A través de Líderes Creando Líderes, Wendy acompaña a emprendedores en sus desafíos personales y profesionales, y desde esa experiencia afirma que la salud emocional es la base invisible que sostiene cualquier proyecto o negocio. Detrás de cada estrategia, cada venta y cada logro, hay una persona lidiando con miedos, frustraciones y momentos de incertidumbre. Si esa dimensión emocional no se cuida, todo lo construido puede venirse abajo ante el primer obstáculo. Además, el burnout es una realidad muy presente entre emprendedores y empresarios: agotamiento extremo, estrés crónico, y un profundo desgaste que, si no se atiende, puede afectar no solo la productividad, sino también la salud física y mental. Compartiendo con ellos, ha visto cómo muchas veces cargan con traumas del pasado no trabajados, necesidades emocionales insatisfechas y un sentimiento de soledad que, silenciosamente, va erosionando su energía y pasión.

''En Líderes Creando Líderes, enseñamos que liderar un negocio empieza por liderarse a uno mismo, cultivando la resiliencia, la inteligencia emocional y la capacidad de manejar el estrés. Un emprendedor con salud emocional es más flexible, creativo y capaz de adaptarse a los cambios. Por eso creemos que un negocio sostenible no solo necesita un buen plan financiero, sino también un líder que sepa sostener su propio bienestar y sanar sus propias heridas'', mencionó.

Para Wendy, combinar la formación clínica, fe, liderazgo y empatía le recuerda cada día que es humana y que también necesita cuidar de sí misma. 

  • La formación clínica me da herramientas prácticas para acompañar a otros.
  • La fe me sostiene en los momentos de incertidumbre.
  • El liderazgo me empuja a tomar decisiones difíciles.
  • La empatía me conecta con la humanidad de cada persona que sirvo. 

La experta en salud mental expresa que no se trata de elegir uno u otro, sino de reconocer que todos se complementan y se nutren mutuamente. ''Mantengo este equilibrio priorizando mi bienestar emocional y espiritual, dedicando tiempo a la reflexión personal, buscando espacios de descanso y rodeándome de personas que me recuerdan quién soy más allá de mis títulos o roles. He aprendido que no puedo dar lo que no tengo, por eso invierto en mi propio crecimiento, en mi sanación y en mi conexión con algo más grande que yo'', continuó.

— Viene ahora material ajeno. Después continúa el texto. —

// Headless render via a remote Browserless service. The slow path.

use std::time::Duration;

use async_trait::async_trait;
use browserless_client::{BrowserlessClient, BrowserlessError, RenderOptions, RenderedPage};
use rand::Rng;
use tracing::{info, warn};

use super::{FetchErrorCode, FetchResult, FetchStrategy};
use crate::error::Result;

/// Total `/content` attempts, including the first.
pub const HEADLESS_MAX_ATTEMPTS: u32 = 2;
/// Backoff before retry n (0-based) is base * 2^n plus jitter.
pub const HEADLESS_RETRY_BASE: Duration = Duration::from_millis(250);
const HEADLESS_RETRY_JITTER_MS: u64 = 100;
/// Client timeout for one `/content` or `/unblock` call. Direct fetch, every
/// attempt and the backoff between them fit inside the outer scrape timeout.
pub const HEADLESS_ATTEMPT_TIMEOUT: Duration = Duration::from_secs(11);

/// Navigation, selector wait and settle delay stay under one attempt's timeout.
fn render_options() -> RenderOptions {
    RenderOptions {
        navigation_timeout_ms: 8_000,
        selector_timeout_ms: 2_000,
        ..RenderOptions::default()
    }
}

pub struct HeadlessRender {
    client: BrowserlessClient,
}

impl HeadlessRender {
    pub fn new(base_url: &str, token: Option<&str>) -> Result<Self> {
        info!(base_url, "HeadlessRender initialized");
        let client = BrowserlessClient::with_timeout(base_url, token, HEADLESS_ATTEMPT_TIMEOUT)?
            .with_options(render_options());
        Ok(Self::from_client(client))
    }

    pub fn from_client(client: BrowserlessClient) -> Self {
        Self { client }
    }

    async fn render_with_retry(&self, url: &str) -> browserless_client::Result<RenderedPage> {
        let mut attempt = 0;
        loop {
            match self.client.content(url).await {
                Ok(page) => return Ok(page),
                Err(e) if e.is_retryable() && attempt + 1 < HEADLESS_MAX_ATTEMPTS => {
                    let backoff = HEADLESS_RETRY_BASE * 2u32.pow(attempt);
                    let jitter =
                        Duration::from_millis(rand::rng().random_range(0..HEADLESS_RETRY_JITTER_MS));
                    warn!(
                        url,
                        attempt = attempt + 1,
                        backoff_ms = backoff.as_millis() as u64,
                        error = %e,
                        "Headless render failed, retrying after backoff"
                    );
                    tokio::time::sleep(backoff + jitter).await;
                    attempt += 1;
                }
                Err(e) => return Err(e),
            }
        }
    }

    async fn unblock(&self, url: &str) -> FetchResult {
        info!(url, strategy = "unblock", "Origin returned 403, escalating to unblock");
        match self.client.unblock(url).await {
            Ok(html) if !html.trim().is_empty() => {
                info!(url, strategy = "unblock", bytes = html.len(), "Fetched successfully");
                FetchResult::html(html)
            }
            Ok(_) => FetchResult::failure(
                FetchErrorCode::FetchFailed,
                "origin returned 403 and unblock returned no content",
            ),
            Err(e) => {
                let (code, message) = classify_error(&e);
                FetchResult::failure(code, format!("origin returned 403; unblock: {message}"))
            }
        }
    }
}

fn classify_error(err: &BrowserlessError) -> (FetchErrorCode, String) {
    let code = match err {
        BrowserlessError::Timeout => return (FetchErrorCode::Timeout, "render timed out".to_string()),
        BrowserlessError::Api { status, .. } if *status >= 500 || *status == 429 => {
            FetchErrorCode::ServerError
        }
        BrowserlessError::Api { .. } => FetchErrorCode::ClientError,
        BrowserlessError::Network(_) | BrowserlessError::Parse(_) => FetchErrorCode::FetchFailed,
    };
    (code, err.to_string())
}

#[async_trait]
impl FetchStrategy for HeadlessRender {
    async fn fetch(&self, url: &str) -> FetchResult {
        info!(url, strategy = "headless", "Rendering page");

        let page = match self.render_with_retry(url).await {
            Ok(page) => page,
            Err(e) => {
                let (code, message) = classify_error(&e);
                return FetchResult::failure(code, message);
            }
        };

        if page.is_origin_blocked() {
            return self.unblock(url).await;
        }

        match page.origin_status {
            Some(status) if (400..500).contains(&status) => {
                return FetchResult::failure(
                    FetchErrorCode::ClientError,
                    format!("origin HTTP {status}"),
                );
            }
            Some(status) if status >= 500 => {
                return FetchResult::failure(
                    FetchErrorCode::ServerError,
                    format!("origin HTTP {status}"),
                );
            }
            _ => {}
        }

        if page.html.trim().is_empty() {
            return FetchResult::failure(FetchErrorCode::FetchFailed, "empty render response");
        }

        info!(url, strategy = "headless", bytes = page.html.len(), "Rendered successfully");
        FetchResult::html(page.html)
    }

    fn name(&self) -> &str {
        "headless"
    }
}

#[cfg(test)]
mod tests {
    use super::*;
    use crate::fetch::DIRECT_FETCH_TIMEOUT;
    use crate::orchestrator::DEFAULT_SCRAPE_TIMEOUT;

    #[test]
    fn retry_fits_inside_outer_scrape_timeout() {
        let backoff: Duration = (0..HEADLESS_MAX_ATTEMPTS - 1)
            .map(|n| {
                HEADLESS_RETRY_BASE * 2u32.pow(n) + Duration::from_millis(HEADLESS_RETRY_JITTER_MS)
            })
            .sum();
        let worst_case =
            DIRECT_FETCH_TIMEOUT + HEADLESS_ATTEMPT_TIMEOUT * HEADLESS_MAX_ATTEMPTS + backoff;
        assert!(worst_case < DEFAULT_SCRAPE_TIMEOUT, "worst case {worst_case:?}");

        let options = render_options();
        let render = Duration::from_millis(
            options.navigation_timeout_ms + options.selector_timeout_ms + options.settle_ms,
        );
        assert!(render < HEADLESS_ATTEMPT_TIMEOUT, "render budget {render:?}");
    }

    fn strategy(server: &mockito::ServerGuard) -> HeadlessRender {
        HeadlessRender::new(&server.url(), None).unwrap()
    }

    #[tokio::test]
    async fn rendered_html_succeeds() {
        let mut server = mockito::Server::new_async().await;
        server
            .mock("POST", "/content")
            .with_status(200)
            .with_header("X-Response-Code", "200")
            .with_body("<html><body>rendered</body></html>")
            .create_async()
            .await;

        let result = strategy(&server).fetch("https://example.com").await;
        assert_eq!(result, FetchResult::html("<html><body>rendered</body></html>"));
    }

    #[tokio::test]
    async fn wrapper_errors_retry_up_to_attempt_cap() {
        let mut server = mockito::Server::new_async().await;
        let mock = server
            .mock("POST", "/content")
            .with_status(503)
            .expect(HEADLESS_MAX_ATTEMPTS as usize)
            .create_async()
            .await;

        let result = strategy(&server).fetch("https://example.com").await;
        mock.assert_async().await;
        assert!(matches!(
            result,
            FetchResult::Failure { code: FetchErrorCode::ServerError, .. }
        ));
    }

    #[tokio::test]
    async fn wrapper_client_error_is_not_retried() {
        let mut server = mockito::Server::new_async().await;
        let mock = server
            .mock("POST", "/content")
            .with_status(401)
            .expect(1)
            .create_async()
            .await;

        let result = strategy(&server).fetch("https://example.com").await;
        mock.assert_async().await;
        assert!(matches!(
            result,
            FetchResult::Failure { code: FetchErrorCode::ClientError, .. }
        ));
    }

    #[tokio::test]
    async fn origin_403_escalates_to_unblock() {
        let mut server = mockito::Server::new_async().await;
        server
            .mock("POST", "/content")
            .with_status(200)
            .with_header("X-Response-Code", "403")
            .with_body("<html><body>Access denied</body></html>")
            .create_async()
            .await;
        let unblock = server
            .mock("POST", "/unblock")
            .match_query(mockito::Matcher::Any)
            .with_status(200)
            .with_body(r#"{"content":"<html><body>real page</body></html>"}"#)
            .expect(1)
            .create_async()
            .await;

        let result = strategy(&server).fetch("https://example.com").await;
        unblock.assert_async().await;
        assert_eq!(result, FetchResult::html("<html><body>real page</body></html>"));
    }

    #[tokio::test]
    async fn origin_404_is_client_error_without_unblock() {
        let mut server = mockito::Server::new_async().await;
        server
            .mock("POST", "/content")
            .with_status(200)
            .with_header("X-Response-Code", "404")
            .with_body("<html><body>Not found</body></html>")
            .create_async()
            .await;
        let unblock = server
            .mock("POST", "/unblock")
            .match_query(mockito::Matcher::Any)
            .expect(0)
            .create_async()
            .await;

        let result = strategy(&server).fetch("https://example.com/missing").await;
        unblock.assert_async().await;
        assert!(matches!(
            result,
            FetchResult::Failure { code: FetchErrorCode::ClientError, .. }
        ));
    }

    #[tokio::test]
    async fn empty_render_is_fetch_failed() {
        let mut server = mockito::Server::new_async().await;
        server
            .mock("POST", "/content")
            .with_status(200)
            .with_body("")
            .create_async()
            .await;

        let result = strategy(&server).fetch("https://example.com").await;
        assert!(matches!(
            result,
            FetchResult::Failure { code: FetchErrorCode::FetchFailed, .. }
        ));
    }
}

''Mi consejo para quienes desean servir con propósito y autenticidad es que empiecen por conocerse profundamente, trabajar en sus propias heridas y en su sanidad emocional, y no tengan miedo de mostrar su vulnerabilidad. Que fortalezcan su conexión interior y aprendan a escuchar antes de hablar. Servir desde la autenticidad significa estar dispuestos a crecer, equivocarse, aprender y mantenerse firmes en sus valores, incluso cuando sea incómodo. Implica tener la humildad de aprender cada día, construir relaciones genuinas y entender que liderar no es controlar, sino inspirar y acompañar a otros desde el amor, la coherencia y la paciencia. Solo así se puede sostener un servicio que transforme vidas desde el amor y la humildad'', concluyó.


El liderazgo con propósito nace de un corazón transformado que se atreve a transformar el mundo sin perder su esencia.